**Instructions for the task**: Starting at the line containing "impl Iterator for" and ending at the line containing "self.done = true;", print every line of the material below exactly, both ends included, and stop there.

**Entries supplied**:
// Configuration validation
//
// Checks that run after all sources are merged, before anything touches the
// database or filesystem.

use anyhow::{bail, Result};

use crate::Config;

pub fn validate_config(config: &Config) -> Result<()> {
    validate_database_url(&config.db.database_url)?;

    if config.executor.executor.trim().is_empty() {
        bail!("executor.executor must not be empty");
    }

    for (index, provider) in config.diagnostic_providers.iter().enumerate() {
        if provider.provider.trim().is_empty() {
            bail!("diagnostic_providers[{}].provider must not be empty", index);
        }
    }

    for (name, path) in [
        ("paths.scratch", &config.paths.scratch),
        ("paths.results", &config.paths.results),
        ("paths.log", &config.paths.log),
    ] {
        if path.as_os_str().is_empty() {
            bail!("{} must not be empty", name);
        }
    }

    Ok(())
}

fn validate_database_url(url: &str) -> Result<()> {
    if url.starts_with("sqlite:") || url.starts_with("postgres:") || url.starts_with("postgresql:")
    {
        Ok(())
    } else {
        bail!(
            "unsupported db.database_url '{}'. Supported schemes: sqlite, postgres",
            url
        )
    }
}

#[cfg(test)]
mod tests {
    use super::*;

    #[test]
    fn test_default_config_is_valid() {
        assert!(validate_config(&Config::default()).is_ok());
    }

    #[test]
    fn test_bad_database_url() {
        let mut config = Config::default();
        config.db.database_url = "mysql://localhost/ref".to_string();
        assert!(validate_config(&config).is_err());
    }

    #[test]
    fn test_empty_executor_rejected() {
        let mut config = Config::default();
        config.executor.executor = String::new();
        assert!(validate_config(&config).is_err());
    }
}
/// The recorded end state of one execution attempt
#[derive(Debug, Clone)]
pub enum ExecutionOutcome {
    Success {
        outputs: Vec<OutputArtifact>,
        metric_values: Vec<ScalarMetricValue>,
    },
    Failure {
        reason: String,
    },
}

/// Joined listing row used by the CLI
#[derive(Debug, Clone, sqlx::FromRow)]
pub struct GroupListing {
    pub id: i64,
    pub provider_slug: String,
    pub diagnostic_slug: String,
    pub group_key: String,
    pub dirty: i64,
    pub attempts: i64,
}

impl GroupListing {
    pub fn is_dirty(&self) -> bool {
        self.dirty != 0
    }
}

/// Registry view over the evaluation database
#[derive(Debug, Clone)]
pub struct ExecutionRegistry {
    pool: AnyPool,
}
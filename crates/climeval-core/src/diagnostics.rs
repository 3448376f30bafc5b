//! The diagnostic contract
//!
//! A diagnostic is opaque to the core: it declares its data requirements and
//! exposes an execution entry point which is pure with respect to its
//! definition input and its declared output directory.

use std::path::{Path, PathBuf};

use serde::{Deserialize, Serialize};

use crate::datasets::ExecutionDatasetCollection;
use crate::error::ExecutionError;
use crate::requirements::DataRequirement;

/// Everything a worker needs to run one diagnostic execution
///
/// This is pure data: cross-process executors marshal it and resolve the
/// diagnostic implementation by `(provider_slug, diagnostic_slug)` inside
/// the worker.
#[derive(Debug, Clone, Serialize, Deserialize)]
pub struct ExecutionDefinition {
    pub provider_slug: String,
    pub diagnostic_slug: String,
    /// Human-readable key of the execution group
    pub key: String,
    pub datasets: ExecutionDatasetCollection,
    /// Root directory artifacts are written under while the execution runs
    pub root_directory: PathBuf,
    /// Per-execution subdirectory fragment,
    /// `{provider_slug}/{diagnostic_slug}/{group_key}/{attempt_index}`
    pub output_fragment: PathBuf,
}

impl ExecutionDefinition {
    /// Absolute directory this execution writes its artifacts to
    pub fn output_directory(&self) -> PathBuf {
        self.root_directory.join(&self.output_fragment)
    }

    /// Identifier used in log messages and task names
    pub fn execution_slug(&self) -> String {
        format!(
            "{}/{}/{}",
            self.provider_slug, self.diagnostic_slug, self.key
        )
    }

    /// Resolve a bundle filename relative to the output directory
    pub fn to_output_path(&self, filename: &Path) -> PathBuf {
        self.output_directory().join(filename)
    }
}

/// Name of the per-execution log file inside the output directory
pub const OUT_LOG_FILENAME: &str = "out.log";

/// Default filename of the metric bundle inside the output directory
pub const METRIC_BUNDLE_FILENAME: &str = "diagnostic.json";

/// Default filename of the output bundle inside the output directory
pub const OUTPUT_BUNDLE_FILENAME: &str = "output.json";

/// Conventional filename for series-valued outputs, when a diagnostic
/// produces them
pub const SERIES_VALUES_FILENAME: &str = "series.json";

/// Outcome of one diagnostic run, as reported by the entry point
///
/// Bundle paths are relative to the definition's output directory.
#[derive(Debug, Clone, Serialize, Deserialize)]
pub struct ExecutionResult {
    pub successful: bool,
    pub output_bundle_filename: Option<PathBuf>,
    pub metric_bundle_filename: Option<PathBuf>,
}

impl ExecutionResult {
    /// A successful result referencing the conventional bundle filenames
    pub fn build() -> Self {
        Self {
            successful: true,
            output_bundle_filename: Some(PathBuf::from(OUTPUT_BUNDLE_FILENAME)),
            metric_bundle_filename: Some(PathBuf::from(METRIC_BUNDLE_FILENAME)),
        }
    }

    pub fn build_from_failure() -> Self {
        Self {
            successful: false,
            output_bundle_filename: None,
            metric_bundle_filename: None,
        }
    }
}

/// An analysis routine producing a metric bundle from one or more datasets
///
/// Implementations are registered on a provider at startup. The entry point
/// must confine its filesystem effects to the definition's output directory.
pub trait Diagnostic: Send + Sync {
    /// Unique (per provider) identifier of the diagnostic
    fn slug(&self) -> &str;

    /// Human readable name
    fn name(&self) -> &str;

    /// Declarative description of the datasets this diagnostic consumes
    fn data_requirements(&self) -> &[DataRequirement];

    /// Dimension names this diagnostic's metric values use
    fn facets(&self) -> &[String];

    /// Execute the diagnostic
    fn run(&self, definition: &ExecutionDefinition) -> Result<ExecutionResult, ExecutionError>;
}

#[cfg(test)]
mod tests {
    use super::*;
    use crate::datasets::ExecutionDatasetCollection;
    use std::collections::BTreeMap;

    #[test]
    fn test_output_directory_joins_fragment() {
        let definition = ExecutionDefinition {
            provider_slug: "example".to_string(),
            diagnostic_slug: "global-mean".to_string(),
            key: "tas_historical".to_string(),
            datasets: ExecutionDatasetCollection::new(BTreeMap::new()),
            root_directory: PathBuf::from("/scratch"),
            output_fragment: PathBuf::from("example/global-mean/tas_historical/0"),
        };
        assert_eq!(
            definition.output_directory(),
            PathBuf::from("/scratch/example/global-mean/tas_historical/0")
        );
        assert_eq!(definition.execution_slug(), "example/global-mean/tas_historical");
    }
}
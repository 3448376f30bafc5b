//! Outcome handling shared by every executor
//!
//! When an execution finishes, its bundles are validated against the active
//! controlled vocabulary, artifacts are copied from the scratch area into
//! the results area, and the outcome is recorded in the registry. Validation
//! failures become Failure outcomes; the raw output stays in the scratch
//! directory for inspection.

use std::path::{Path, PathBuf};

use anyhow::{bail, Context};
use tracing::{error, info, warn};

use climeval_config::Config;
use climeval_core::diagnostics::{ExecutionDefinition, ExecutionResult, OUT_LOG_FILENAME, SERIES_VALUES_FILENAME};
use climeval_core::executor::ExecutionHandle;
use climeval_core::{Cv, MetricBundle, OutputBundle, SeriesMetricValue};
use climeval_db::{ExecutionOutcome, ExecutionRegistry, OutputArtifact};

/// Validates results and persists outcomes
#[derive(Clone)]
pub struct OutcomeHandler {
    scratch: PathBuf,
    results: PathBuf,
    registry: ExecutionRegistry,
    cv: Cv,
}

impl OutcomeHandler {
    pub fn new(config: &Config, registry: ExecutionRegistry, cv: Cv) -> Self {
        Self {
            scratch: config.paths.scratch.clone(),
            results: config.paths.results.clone(),
            registry,
            cv,
        }
    }

    /// Handle the result of one execution
    ///
    /// Never fails: problems are converted into a Failure outcome, and a
    /// registry error is logged (the group then stays dirty and is retried
    /// by a later solve).
    pub async fn handle(
        &self,
        handle: ExecutionHandle,
        definition: &ExecutionDefinition,
        result: &ExecutionResult,
    ) {
        let outcome = self.build_outcome(definition, result);
        match &outcome {
            ExecutionOutcome::Success { .. } => {
                info!("'{}' successful", definition.execution_slug());
            }
            ExecutionOutcome::Failure { reason } => {
                info!("'{}' failed: {reason}", definition.execution_slug());
            }
        }
        if let Err(err) = self.registry.record_outcome(handle.execution_id, &outcome).await {
            error!(
                execution_id = handle.execution_id,
                "failed to record outcome: {err}"
            );
        }
    }

    fn build_outcome(
        &self,
        definition: &ExecutionDefinition,
        result: &ExecutionResult,
    ) -> ExecutionOutcome {
        if !result.successful {
            return ExecutionOutcome::Failure {
                reason: "diagnostic reported failure".to_string(),
            };
        }
        match self.validate_and_collect(definition, result) {
            Ok(outcome) => outcome,
            Err(err) => {
                // Artifacts stay in the scratch directory for inspection
                warn!(
                    "invalid result for '{}': {err:#}",
                    definition.execution_slug()
                );
                ExecutionOutcome::Failure {
                    reason: format!("{err:#}"),
                }
            }
        }
    }

    fn validate_and_collect(
        &self,
        definition: &ExecutionDefinition,
        result: &ExecutionResult,
    ) -> anyhow::Result<ExecutionOutcome> {
        let Some(metric_filename) = &result.metric_bundle_filename else {
            bail!("successful result is missing a metric bundle");
        };
        let Some(output_filename) = &result.output_bundle_filename else {
            bail!("successful result is missing an output bundle");
        };

        let output_directory = definition.output_directory();

        let metric_bundle = MetricBundle::load_from_json(&output_directory.join(metric_filename))?;
        let metric_values = metric_bundle.scalar_values()?;
        for value in &metric_values {
            self.cv.validate_scalar(value)?;
        }

        let series_path = output_directory.join(SERIES_VALUES_FILENAME);
        if series_path.exists() {
            for series in SeriesMetricValue::load_from_json(&series_path)? {
                self.cv.validate_series(&series)?;
            }
        }

        let output_bundle = OutputBundle::load_from_json(&output_directory.join(output_filename))?;

        let outputs = self.copy_artifacts(definition, result, &output_bundle)?;
        Ok(ExecutionOutcome::Success {
            outputs,
            metric_values,
        })
    }

    /// Copy every artifact of a successful execution into the results tree
    ///
    /// The destination is derived from the execution's output fragment and
    /// never collides with another execution.
    fn copy_artifacts(
        &self,
        definition: &ExecutionDefinition,
        result: &ExecutionResult,
        output_bundle: &OutputBundle,
    ) -> anyhow::Result<Vec<OutputArtifact>> {
        let mut artifacts = vec![OutputArtifact {
            output_type: "log".to_string(),
            filename: OUT_LOG_FILENAME.to_string(),
            long_name: None,
            description: None,
        }];
        if let Some(filename) = &result.metric_bundle_filename {
            artifacts.push(OutputArtifact {
                output_type: "metrics".to_string(),
                filename: filename.to_string_lossy().into_owned(),
                long_name: Some("Metric bundle".to_string()),
                description: None,
            });
        }
        if let Some(filename) = &result.output_bundle_filename {
            artifacts.push(OutputArtifact {
                output_type: "data".to_string(),
                filename: filename.to_string_lossy().into_owned(),
                long_name: Some("Output bundle".to_string()),
                description: None,
            });
        }
        for (kind, file) in output_bundle.artifacts() {
            artifacts.push(OutputArtifact {
                output_type: kind.to_string(),
                filename: file.filename.clone(),
                long_name: Some(file.long_name.clone()),
                description: Some(file.description.clone()),
            });
        }

        for artifact in &artifacts {
            self.copy_file_to_results(&definition.output_fragment, Path::new(&artifact.filename))?;
        }

        Ok(artifacts)
    }

    fn copy_file_to_results(&self, fragment: &Path, filename: &Path) -> anyhow::Result<()> {
        let source = self.scratch.join(fragment).join(filename);
        if !source.exists() {
            bail!("could not find {} in {}", filename.display(), self.scratch.join(fragment).display());
        }

        let destination = self.results.join(fragment).join(filename);
        if let Some(parent) = destination.parent() {
            std::fs::create_dir_all(parent)
                .with_context(|| format!("failed to create {}", parent.display()))?;
        }
        std::fs::copy(&source, &destination)
            .with_context(|| format!("failed to copy {} into results", filename.display()))?;
        Ok(())
    }
}
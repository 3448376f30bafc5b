//! Row types for the persisted schema
//!
//! Cyclic references (diagnostic -> provider, execution -> group ->
//! diagnostic) are represented as integer foreign keys; nothing here owns
//! anything else.

use sqlx::FromRow;

#[derive(Debug, Clone, FromRow)]
pub struct ProviderRecord {
    pub id: i64,
    pub slug: String,
    pub name: String,
    pub version: String,
    pub created_at: String,
    pub updated_at: String,
}

#[derive(Debug, Clone, FromRow)]
pub struct DiagnosticRecord {
    pub id: i64,
    pub provider_id: i64,
    pub slug: String,
    pub name: String,
    pub created_at: String,
    pub updated_at: String,
}

#[derive(Debug, Clone, FromRow)]
pub struct DatasetRecord {
    pub id: i64,
    pub source_type: String,
    pub instance_id: String,
    pub created_at: String,
    pub updated_at: String,
}

/// The persistent identity of "this diagnostic applied to this selector"
///
/// Flags are stored as 0/1 integers; the sqlx Any driver has no boolean
/// representation shared by both backends.
#[derive(Debug, Clone, FromRow)]
pub struct ExecutionGroupRecord {
    pub id: i64,
    pub diagnostic_id: i64,
    pub group_key: String,
    /// JSON map of source type to selector pairs
    pub selectors: String,
    pub dirty: i64,
    pub created_at: String,
    pub updated_at: String,
}

impl ExecutionGroupRecord {
    /// Whether the group needs a re-run
    pub fn is_dirty(&self) -> bool {
        self.dirty != 0
    }
}

/// One attempt at running an execution group
#[derive(Debug, Clone, FromRow)]
pub struct ExecutionRecord {
    pub id: i64,
    pub execution_group_id: i64,
    /// Hash of the dataset collection at submission time; never updated -
    /// a re-run creates a new attempt instead
    pub dataset_hash: String,
    pub output_fragment: String,
    /// NULL while the attempt is in flight
    pub successful: Option<i64>,
    pub retracted: i64,
    pub created_at: String,
    pub updated_at: String,
}

impl ExecutionRecord {
    /// The recorded outcome: None while in flight
    pub fn succeeded(&self) -> Option<bool> {
        self.successful.map(|flag| flag != 0)
    }
}

#[derive(Debug, Clone, FromRow)]
pub struct ExecutionOutputRecord {
    pub id: i64,
    pub execution_id: i64,
    pub output_type: String,
    pub filename: String,
    pub long_name: Option<String>,
    pub description: Option<String>,
    pub created_at: String,
}

#[derive(Debug, Clone, FromRow)]
pub struct MetricValueRecord {
    pub id: i64,
    pub execution_id: i64,
    pub value: f64,
    pub attributes: Option<String>,
    pub created_at: String,
}
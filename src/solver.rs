//! The solver
//!
//! Determines which diagnostic executions are required. For each diagnostic
//! the requirement evaluator produces candidate groups per requirement; the
//! solver combines them by Cartesian product into execution dataset
//! collections, asks the registry which of those are stale, and submits the
//! stale ones to the executor.

use std::collections::BTreeMap;
use std::path::PathBuf;
use std::sync::Arc;
use std::time::Duration;

use anyhow::Context;
use tracing::{debug, error, info};

use climeval_config::Config;
use climeval_core::datasets::{DatasetCollection, ExecutionDatasetCollection, SourceDatasetType};
use climeval_core::diagnostics::ExecutionDefinition;
use climeval_core::error::EvaluatorError;
use climeval_core::evaluator::evaluate;
use climeval_core::executor::{ExecutionHandle, Executor};
use climeval_core::providers::{DiagnosticProvider, ProviderRegistry};
use climeval_core::{DataCatalog, Diagnostic};
use climeval_db::Database;

/// One possible execution of a diagnostic, before consulting the registry
#[derive(Debug, Clone)]
pub struct ExecutionCandidate {
    pub provider_slug: String,
    pub diagnostic_slug: String,
    pub datasets: ExecutionDatasetCollection,
}

impl ExecutionCandidate {
    pub fn key(&self) -> String {
        self.datasets.key()
    }

    pub fn dataset_hash(&self) -> String {
        self.datasets.hash()
    }
}

/// Lazy Cartesian product over per-requirement candidate groups
///
/// The whole product can be large; elements are produced one at a time and
/// only the per-requirement group lists are held in memory.
struct CrossProduct {
    lists: Vec<(SourceDatasetType, Vec<DatasetCollection>)>,
    indices: Vec<usize>,
    done: bool,
}

impl CrossProduct {
    fn new(lists: Vec<(SourceDatasetType, Vec<DatasetCollection>)>) -> Self {
        let done = lists.iter().any(|(_, groups)| groups.is_empty());
        let indices = vec![0; lists.len()];
        Self {
            lists,
            indices,
            done,
        }
    }
}

impl Iterator for CrossProduct {
    type Item = ExecutionDatasetCollection;

    fn next(&mut self) -> Option<Self::Item> {
        if self.done {
            return None;
        }

        let mut collections = BTreeMap::new();
        for ((source_type, groups), index) in self.lists.iter().zip(&self.indices) {
            collections.insert(*source_type, groups[*index].clone());
        }

        // Odometer increment, rightmost requirement fastest
        let mut position = self.lists.len();
        loop {
            if position == 0 {
                self.done = true;
                break;
            }
            position -= 1;
            self.indices[position] += 1;
            if self.indices[position] < self.lists[position].1.len() {
                break;
            }
            self.indices[position] = 0;
        }

        Some(ExecutionDatasetCollection::new(collections))
    }
}

/// Enumerate the candidate executions of one diagnostic
///
/// Yields lazily so the caller can inspect partial results without paying
/// for the full cross product.
pub fn solve_executions<'a>(
    catalog: &DataCatalog,
    provider: &'a DiagnosticProvider,
    diagnostic: &'a Arc<dyn Diagnostic>,
) -> Result<impl Iterator<Item = ExecutionCandidate> + 'a, EvaluatorError> {
    let mut lists = Vec::new();
    for requirement in diagnostic.data_requirements() {
        let groups = evaluate(catalog, requirement)?;
        debug!(
            diagnostic = diagnostic.slug(),
            source_type = %requirement.source_type,
            groups = groups.len(),
            "evaluated data requirement"
        );
        lists.push((requirement.source_type, groups));
    }

    let provider_slug = provider.slug().to_string();
    let diagnostic_slug = diagnostic.slug().to_string();
    Ok(CrossProduct::new(lists).map(move |datasets| ExecutionCandidate {
        provider_slug: provider_slug.clone(),
        diagnostic_slug: diagnostic_slug.clone(),
        datasets,
    }))
}

/// Optional provider/diagnostic slug allowlists
#[derive(Debug, Clone, Default)]
pub struct SolveFilters {
    pub providers: Option<Vec<String>>,
    pub diagnostics: Option<Vec<String>>,
}

impl SolveFilters {
    fn includes_provider(&self, slug: &str) -> bool {
        self.providers
            .as_ref()
            .map(|allowed| allowed.iter().any(|s| s == slug))
            .unwrap_or(true)
    }

    fn includes_diagnostic(&self, slug: &str) -> bool {
        self.diagnostics
            .as_ref()
            .map(|allowed| allowed.iter().any(|s| s == slug))
            .unwrap_or(true)
    }
}

/// What a solve run did
#[derive(Debug, Clone, Default, PartialEq, Eq)]
pub struct SolveSummary {
    /// Candidate executions considered across all diagnostics
    pub candidates: usize,
    /// Execution groups created for the first time
    pub groups_created: usize,
    /// New attempts required (submitted unless this was a dry run)
    pub required: usize,
}

/// Determine and dispatch all required executions
///
/// Walks the active providers, solves each diagnostic against the catalog,
/// creates execution groups and attempts as needed, submits the new
/// attempts, and finally waits for the executor to drain.
///
/// An evaluator error aborts only the affected diagnostic; the remaining
/// diagnostics still solve.
#[allow(clippy::too_many_arguments)]
pub async fn solve_required(
    config: &Config,
    db: &Database,
    providers: &ProviderRegistry,
    catalog: &DataCatalog,
    executor: &dyn Executor,
    filters: &SolveFilters,
    dry_run: bool,
    timeout: Duration,
) -> anyhow::Result<SolveSummary> {
    let registry = db.registry();
    let mut summary = SolveSummary::default();

    for provider in providers.providers() {
        if !filters.includes_provider(provider.slug()) {
            continue;
        }
        registry
            .register_provider(provider)
            .await
            .with_context(|| format!("failed to register provider '{}'", provider.slug()))?;

        for diagnostic in provider.diagnostics() {
            if !filters.includes_diagnostic(diagnostic.slug()) {
                continue;
            }

            let diagnostic_id = registry
                .diagnostic_id(provider.slug(), diagnostic.slug())
                .await?
                .context("diagnostic vanished after registration")?;

            let candidates = match solve_executions(catalog, provider, diagnostic) {
                Ok(candidates) => candidates,
                Err(err) => {
                    // Fail fast for this diagnostic, keep solving the others
                    error!(
                        diagnostic = diagnostic.slug(),
                        "cannot solve diagnostic: {err}"
                    );
                    continue;
                }
            };

            for candidate in candidates {
                summary.candidates += 1;

                let key = candidate.key();
                let (group, created) = registry
                    .get_or_create_group(diagnostic_id, &key, &candidate.datasets.selectors())
                    .await?;
                if created {
                    info!(
                        diagnostic = diagnostic.slug(),
                        key = %key,
                        "created execution group"
                    );
                    summary.groups_created += 1;
                }

                let dataset_hash = candidate.dataset_hash();
                if !registry.should_run(group.id, &dataset_hash).await? {
                    debug!(key = %key, "group is up to date");
                    continue;
                }
                summary.required += 1;

                if dry_run {
                    info!(key = %key, "would create a new execution (dry run)");
                    continue;
                }

                let attempt = registry.attempt_count(group.id).await?;
                let output_fragment = format!(
                    "{}/{}/{}/{}",
                    provider.slug(),
                    diagnostic.slug(),
                    key,
                    attempt
                );
                let execution = registry
                    .create_execution(group.id, &dataset_hash, &output_fragment)
                    .await?;

                link_datasets(&registry, execution.id, &candidate.datasets).await?;

                let definition = ExecutionDefinition {
                    provider_slug: provider.slug().to_string(),
                    diagnostic_slug: diagnostic.slug().to_string(),
                    key,
                    datasets: candidate.datasets,
                    root_directory: config.paths.scratch.clone(),
                    output_fragment: PathBuf::from(output_fragment),
                };
                executor
                    .submit(
                        definition,
                        Some(ExecutionHandle {
                            execution_id: execution.id,
                            group_id: group.id,
                        }),
                    )
                    .await?;
            }
        }
    }

    executor.join(timeout).await?;
    Ok(summary)
}

/// Associate an execution with the persisted datasets it consumes
///
/// Datasets that were never ingested into the database are skipped; the
/// catalog is allowed to be purely in-memory.
async fn link_datasets(
    registry: &climeval_db::ExecutionRegistry,
    execution_id: i64,
    datasets: &ExecutionDatasetCollection,
) -> anyhow::Result<()> {
    let mut dataset_ids = Vec::new();
    for (_, collection) in datasets.items() {
        for instance_id in collection.instance_ids() {
            if let Some(record) = registry.dataset(instance_id).await? {
                dataset_ids.push(record.id);
            }
        }
    }
    dataset_ids.sort_unstable();
    dataset_ids.dedup();
    registry
        .link_execution_datasets(execution_id, dataset_ids)
        .await?;
    Ok(())
}
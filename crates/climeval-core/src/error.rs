//! Error types shared across the evaluation framework

use std::time::Duration;

use thiserror::Error;

use crate::datasets::SourceDatasetType;

/// Errors raised while evaluating a data requirement against a catalog
///
/// An evaluator error aborts the current diagnostic's solve; other
/// diagnostics continue.
#[derive(Debug, Error)]
pub enum EvaluatorError {
    /// A filter or group-by referenced a facet that is not a column of the
    /// catalog partition
    #[error("unknown facet '{facet}' for source type '{source_type}'")]
    UnknownFacet {
        source_type: SourceDatasetType,
        facet: String,
    },
}

/// A group operation could not complete its invariant
///
/// The affected group is discarded and logged at WARNING; evaluation of the
/// remaining groups continues.
#[derive(Debug, Error)]
#[error("constraint '{constraint}' not satisfied: {reason}")]
pub struct ConstraintNotSatisfied {
    pub constraint: String,
    pub reason: String,
}

impl ConstraintNotSatisfied {
    pub fn new(constraint: impl Into<String>, reason: impl Into<String>) -> Self {
        Self {
            constraint: constraint.into(),
            reason: reason.into(),
        }
    }
}

/// A configured provider could not be resolved or failed its type check
///
/// Fatal at startup.
#[derive(Debug, Error)]
#[error("invalid provider '{provider}': {reason}")]
pub struct InvalidProviderError {
    pub provider: String,
    pub reason: String,
}

/// A configured executor could not be resolved
///
/// Fatal at startup.
#[derive(Debug, Error)]
#[error("invalid executor '{executor}': {reason}")]
pub struct InvalidExecutorError {
    pub executor: String,
    pub reason: String,
}

/// A diagnostic slug could not be resolved within a provider
#[derive(Debug, Error)]
#[error("invalid diagnostic '{diagnostic}': {reason}")]
pub struct InvalidDiagnosticError {
    pub diagnostic: String,
    pub reason: String,
}

/// Errors surfaced by an executor
#[derive(Debug, Error)]
pub enum ExecutorError {
    /// Not all submissions produced outcomes within the timeout.
    /// Outstanding work keeps running; it is not cancelled by `join`.
    #[error("{outstanding} execution(s) still outstanding after {timeout:?}")]
    JoinTimeout {
        timeout: Duration,
        outstanding: usize,
    },

    /// The message broker was unreachable after bounded retries
    #[error("broker unavailable: {0}")]
    BrokerUnavailable(String),

    /// A submission could not be dispatched
    #[error("failed to submit execution: {0}")]
    Submit(String),
}

/// A diagnostic entry point raised; converted to a Failure outcome
#[derive(Debug, Error)]
#[error("execution failed: {0}")]
pub struct ExecutionError(pub String);

/// An output bundle violated the controlled vocabulary or numeric rules
///
/// Converted to a Failure outcome; the raw artifacts are retained for
/// inspection.
#[derive(Debug, Error)]
pub enum ResultValidationError {
    #[error("unknown dimension: '{0}'")]
    UnknownDimension(String),

    #[error("unknown value '{value}' for dimension '{dimension}'")]
    UnknownValue { dimension: String, value: String },

    #[error("metric value for {dimensions:?} is not numeric")]
    NonNumericValue { dimensions: Vec<String> },

    #[error("series index length ({index_len}) does not match values length ({values_len})")]
    IndexLengthMismatch {
        index_len: usize,
        values_len: usize,
    },

    #[error("NaN or Inf values are not allowed in a series index")]
    NonFiniteIndex,

    #[error("malformed metric bundle: {0}")]
    MalformedBundle(String),
}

**Written reply**:
impl Iterator for CrossProduct {
    type Item = ExecutionDatasetCollection;

    fn next(&mut self) -> Option<Self::Item> {
        if self.done {
            return None;
        }

        let mut collections = BTreeMap::new();
        for ((source_type, groups), index) in self.lists.iter().zip(&self.indices) {
            collections.insert(*source_type, groups[*index].clone());
        }

        // Odometer increment, rightmost requirement fastest
        let mut position = self.lists.len();
        loop {
            if position == 0 {
                self.done = true;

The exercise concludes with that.